■ **Your task**
The lines from the first line of the entries through the line containing "use async_trait::async_trait;" are to be repeated exactly, with both of those lines included.

■ **Dataset entries**
————

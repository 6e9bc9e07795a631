// ABOUTME: Per-user document store contract for logs, weight entries and profiles
// ABOUTME: Async NutritionStore trait with an in-memory tokio RwLock implementation
//
// SPDX-License-Identifier: MIT OR Apache-2.0
// Copyright (c) 2025 MacroLens

//! Nutrition Store
//!
//! Every record is owned by one user. Reads through another user's id behave
//! as if the record did not exist; writes over another user's record are
//! rejected. Upserts are last-write-wins.

use async_trait::async_trait;
use macrolens_core::errors::{AppError, AppResult};
use macrolens_core::models::{FoodLog, UserProfile, WeightEntry};
use std::collections::HashMap;
use std::sync::Arc;
use tokio::sync::RwLock;
use tracing::debug;

/// Per-user persistence for food logs, weight entries and profiles
#[async_trait]
pub trait NutritionStore: Send + Sync {
    /// A user's logs, newest first
    ///
    /// # Errors
    ///
    /// Returns a storage error if the backend fails
    async fn list_logs(&self, user_id: &str) -> AppResult<Vec<FoodLog>>;

    /// One of a user's logs
    ///
    /// # Errors
    ///
    /// Returns `ResourceNotFound` if the user has no such record
    async fn get_log(&self, user_id: &str, log_id: &str) -> AppResult<FoodLog>;

    /// Insert or replace a log
    ///
    /// # Errors
    ///
    /// Returns `PermissionDenied` if the id belongs to another user
    async fn upsert_log(&self, log: FoodLog) -> AppResult<()>;

    /// Delete one of a user's logs
    ///
    /// # Errors
    ///
    /// Returns `ResourceNotFound` if the user has no such record
    async fn delete_log(&self, user_id: &str, log_id: &str) -> AppResult<()>;

    /// A user's weight entries, oldest first
    ///
    /// # Errors
    ///
    /// Returns a storage error if the backend fails
    async fn list_weights(&self, user_id: &str) -> AppResult<Vec<WeightEntry>>;

    /// Insert or replace a weight entry
    ///
    /// # Errors
    ///
    /// Returns `PermissionDenied` if the id belongs to another user
    async fn upsert_weight(&self, entry: WeightEntry) -> AppResult<()>;

    /// A user's profile
    ///
    /// # Errors
    ///
    /// Returns `ResourceNotFound` if the user has no such record
    async fn get_profile(&self, user_id: &str) -> AppResult<UserProfile>;

    /// Insert or replace a profile
    ///
    /// # Errors
    ///
    /// Returns a storage error if the backend fails
    async fn upsert_profile(&self, profile: UserProfile) -> AppResult<()>;
}

/// In-memory store for tests and the CLI
#[derive(Debug, Clone, Default)]
pub struct InMemoryStore {
    logs: Arc<RwLock<HashMap<String, FoodLog>>>,
    weights: Arc<RwLock<HashMap<String, WeightEntry>>>,
    profiles: Arc<RwLock<HashMap<String, UserProfile>>>,
}

impl InMemoryStore {
    /// Empty store
    #[must_use]
    pub fn new() -> Self {
        Self::default()
    }
}

fn check_owner(existing_owner: Option<&str>, user_id: &str, record_id: &str) -> AppResult<()> {
    match existing_owner {
        Some(owner) if owner != user_id => Err(AppError::permission_denied(format!(
            "record {record_id} belongs to another user"
        ))
        .with_user_id(user_id)
        .with_resource_id(record_id)),
        _ => Ok(()),
    }
}

#[async_trait]
impl NutritionStore for InMemoryStore {
    async fn list_logs(&self, user_id: &str) -> AppResult<Vec<FoodLog>> {
        let logs = self.logs.read().await;
        let mut owned: Vec<FoodLog> = logs
            .values()
            .filter(|log| log.user_id == user_id)
            .cloned()
            .collect();
        owned.sort_by(|a, b| b.date.cmp(&a.date));
        Ok(owned)
    }

    async fn get_log(&self, user_id: &str, log_id: &str) -> AppResult<FoodLog> {
        let logs = self.logs.read().await;
        logs.get(log_id)
            .filter(|log| log.user_id == user_id)
            .cloned()
            .ok_or_else(|| {
                AppError::not_found(format!("Food log {log_id}"))
                    .with_user_id(user_id)
                    .with_resource_id(log_id)
            })
    }

    async fn upsert_log(&self, log: FoodLog) -> AppResult<()> {
        let mut logs = self.logs.write().await;
        check_owner(
            logs.get(&log.id).map(|existing| existing.user_id.as_str()),
            &log.user_id,
            &log.id,
        )?;
        debug!(user_id = %log.user_id, log_id = %log.id, "Upserting food log");
        logs.insert(log.id.clone(), log);
        Ok(())
    }

    async fn delete_log(&self, user_id: &str, log_id: &str) -> AppResult<()> {
        let mut logs = self.logs.write().await;
        match logs.get(log_id) {
            Some(log) if log.user_id == user_id => {
                logs.remove(log_id);
                debug!(user_id, log_id, "Deleted food log");
                Ok(())
            }
            _ => Err(AppError::not_found(format!("Food log {log_id}"))
                .with_user_id(user_id)
                .with_resource_id(log_id)),
        }
    }

    async fn list_weights(&self, user_id: &str) -> AppResult<Vec<WeightEntry>> {
        let weights = self.weights.read().await;
        let mut owned: Vec<WeightEntry> = weights
            .values()
            .filter(|entry| entry.user_id == user_id)
            .cloned()
            .collect();
        owned.sort_by_key(|entry| entry.date);
        Ok(owned)
    }

    async fn upsert_weight(&self, entry: WeightEntry) -> AppResult<()> {
        let mut weights = self.weights.write().await;
        check_owner(
            weights.get(&entry.id).map(|existing| existing.user_id.as_str()),
            &entry.user_id,
            &entry.id,
        )?;
        weights.insert(entry.id.clone(), entry);
        Ok(())
    }

    async fn get_profile(&self, user_id: &str) -> AppResult<UserProfile> {
        let profiles = self.profiles.read().await;
        profiles
            .get(user_id)
            .cloned()
            .ok_or_else(|| AppError::not_found(format!("Profile {user_id}")).with_user_id(user_id))
    }

    async fn upsert_profile(&self, profile: UserProfile) -> AppResult<()> {
        let mut profiles = self.profiles.write().await;
        profiles.insert(profile.id.clone(), profile);
        Ok(())
    }
}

————

■ **Answer section**
repository 6e9bc9e07795a631
// ABOUTME: Per-user document store contract for logs, weight entries and profiles
// ABOUTME: Async NutritionStore trait with an in-memory tokio RwLock implementation
//
// SPDX-License-Identifier: MIT OR Apache-2.0
// Copyright (c) 2025 MacroLens

//! Nutrition Store
//!
//! Every record is owned by one user. Reads through another user's id behave
//! as if the record did not exist; writes over another user's record are
//! rejected. Upserts are last-write-wins.

use async_trait::async_trait;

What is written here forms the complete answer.